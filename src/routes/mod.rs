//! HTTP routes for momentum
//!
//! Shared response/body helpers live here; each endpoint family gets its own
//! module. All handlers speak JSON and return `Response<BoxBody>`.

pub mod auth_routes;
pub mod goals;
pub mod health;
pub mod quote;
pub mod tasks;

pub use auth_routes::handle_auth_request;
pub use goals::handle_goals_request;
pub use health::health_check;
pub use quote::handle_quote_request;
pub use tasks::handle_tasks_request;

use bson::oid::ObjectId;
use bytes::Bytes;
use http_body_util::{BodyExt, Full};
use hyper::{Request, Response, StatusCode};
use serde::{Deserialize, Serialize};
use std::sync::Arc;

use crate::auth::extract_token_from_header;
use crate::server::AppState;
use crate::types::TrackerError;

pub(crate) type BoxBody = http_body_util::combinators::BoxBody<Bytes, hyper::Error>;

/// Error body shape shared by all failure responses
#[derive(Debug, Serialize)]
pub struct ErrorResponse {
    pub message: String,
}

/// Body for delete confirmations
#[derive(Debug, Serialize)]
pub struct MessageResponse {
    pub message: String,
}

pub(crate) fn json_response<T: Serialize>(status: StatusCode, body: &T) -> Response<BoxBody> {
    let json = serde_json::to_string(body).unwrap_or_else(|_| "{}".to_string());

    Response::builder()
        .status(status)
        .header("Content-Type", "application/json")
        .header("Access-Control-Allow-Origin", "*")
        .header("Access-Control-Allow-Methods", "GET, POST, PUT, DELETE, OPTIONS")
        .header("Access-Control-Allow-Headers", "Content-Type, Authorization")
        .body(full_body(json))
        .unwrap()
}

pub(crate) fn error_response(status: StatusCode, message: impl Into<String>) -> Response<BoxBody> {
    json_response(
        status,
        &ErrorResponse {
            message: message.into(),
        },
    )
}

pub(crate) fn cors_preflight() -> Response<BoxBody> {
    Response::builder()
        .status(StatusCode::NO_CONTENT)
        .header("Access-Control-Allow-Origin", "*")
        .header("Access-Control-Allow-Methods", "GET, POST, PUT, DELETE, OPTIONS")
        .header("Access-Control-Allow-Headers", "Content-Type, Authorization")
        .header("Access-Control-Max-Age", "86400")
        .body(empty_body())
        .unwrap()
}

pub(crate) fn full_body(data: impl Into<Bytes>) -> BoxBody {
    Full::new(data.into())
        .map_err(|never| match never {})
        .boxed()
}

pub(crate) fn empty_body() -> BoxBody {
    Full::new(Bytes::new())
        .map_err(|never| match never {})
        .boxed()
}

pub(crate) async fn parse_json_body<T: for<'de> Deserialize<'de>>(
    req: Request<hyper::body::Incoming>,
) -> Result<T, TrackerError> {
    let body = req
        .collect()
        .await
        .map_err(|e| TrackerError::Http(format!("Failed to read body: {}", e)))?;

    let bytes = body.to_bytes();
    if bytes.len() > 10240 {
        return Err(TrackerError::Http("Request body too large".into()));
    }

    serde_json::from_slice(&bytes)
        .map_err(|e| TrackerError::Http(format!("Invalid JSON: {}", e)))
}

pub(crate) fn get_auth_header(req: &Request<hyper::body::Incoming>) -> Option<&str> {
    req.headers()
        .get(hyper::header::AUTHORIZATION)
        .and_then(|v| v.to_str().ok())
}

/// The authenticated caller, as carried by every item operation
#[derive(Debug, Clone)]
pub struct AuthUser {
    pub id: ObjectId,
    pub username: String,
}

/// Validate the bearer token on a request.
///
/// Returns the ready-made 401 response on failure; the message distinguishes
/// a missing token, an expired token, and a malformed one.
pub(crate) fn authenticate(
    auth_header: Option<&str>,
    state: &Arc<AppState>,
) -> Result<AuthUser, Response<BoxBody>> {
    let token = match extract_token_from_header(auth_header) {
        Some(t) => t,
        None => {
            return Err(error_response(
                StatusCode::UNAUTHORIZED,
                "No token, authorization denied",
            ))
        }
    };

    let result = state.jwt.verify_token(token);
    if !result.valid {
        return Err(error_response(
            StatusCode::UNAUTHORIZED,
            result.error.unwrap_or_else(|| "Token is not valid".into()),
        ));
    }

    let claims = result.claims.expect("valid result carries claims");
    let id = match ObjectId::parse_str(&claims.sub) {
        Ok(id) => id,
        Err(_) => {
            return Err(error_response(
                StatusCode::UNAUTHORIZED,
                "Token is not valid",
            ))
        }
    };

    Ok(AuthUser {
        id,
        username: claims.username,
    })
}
--
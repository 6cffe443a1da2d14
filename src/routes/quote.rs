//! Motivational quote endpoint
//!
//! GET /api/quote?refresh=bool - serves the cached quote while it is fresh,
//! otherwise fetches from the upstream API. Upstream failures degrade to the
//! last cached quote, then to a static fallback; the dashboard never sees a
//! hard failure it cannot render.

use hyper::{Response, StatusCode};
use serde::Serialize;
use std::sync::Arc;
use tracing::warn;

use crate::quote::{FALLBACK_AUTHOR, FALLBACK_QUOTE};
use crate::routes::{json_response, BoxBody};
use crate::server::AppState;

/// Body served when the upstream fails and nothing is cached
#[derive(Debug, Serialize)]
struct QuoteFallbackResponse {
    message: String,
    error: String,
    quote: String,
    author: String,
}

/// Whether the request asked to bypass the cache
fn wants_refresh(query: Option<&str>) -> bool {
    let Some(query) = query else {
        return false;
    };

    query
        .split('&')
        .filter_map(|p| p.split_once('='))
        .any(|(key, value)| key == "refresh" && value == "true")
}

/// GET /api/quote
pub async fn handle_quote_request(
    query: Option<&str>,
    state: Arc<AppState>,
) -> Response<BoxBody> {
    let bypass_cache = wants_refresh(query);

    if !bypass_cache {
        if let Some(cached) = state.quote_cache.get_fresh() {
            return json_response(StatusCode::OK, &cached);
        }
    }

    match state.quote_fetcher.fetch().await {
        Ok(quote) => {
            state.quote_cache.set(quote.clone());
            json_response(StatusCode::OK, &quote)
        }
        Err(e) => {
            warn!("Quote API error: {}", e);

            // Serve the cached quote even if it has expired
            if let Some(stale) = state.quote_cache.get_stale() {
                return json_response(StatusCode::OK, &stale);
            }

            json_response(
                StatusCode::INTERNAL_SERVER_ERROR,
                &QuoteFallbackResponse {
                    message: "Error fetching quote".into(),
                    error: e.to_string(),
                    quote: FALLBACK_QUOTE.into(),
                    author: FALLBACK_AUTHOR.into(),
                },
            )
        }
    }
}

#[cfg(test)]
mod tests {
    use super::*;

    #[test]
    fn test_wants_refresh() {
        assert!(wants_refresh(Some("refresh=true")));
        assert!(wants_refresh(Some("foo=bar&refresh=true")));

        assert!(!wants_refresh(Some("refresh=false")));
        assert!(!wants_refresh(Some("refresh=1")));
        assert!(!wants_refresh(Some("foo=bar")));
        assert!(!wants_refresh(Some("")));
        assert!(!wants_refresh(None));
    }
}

* Problem statement:
Beginning at the line with "filename src/routes/mod.rs" and stopping after the line with "pub mod tasks;", please write out every line of the data above exactly and nothing else.

* Answer to the exercise:
filename src/routes/mod.rs
//! HTTP routes for momentum
//!
//! Shared response/body helpers live here; each endpoint family gets its own
//! module. All handlers speak JSON and return `Response<BoxBody>`.

pub mod auth_routes;
pub mod goals;
pub mod health;
pub mod quote;
pub mod tasks;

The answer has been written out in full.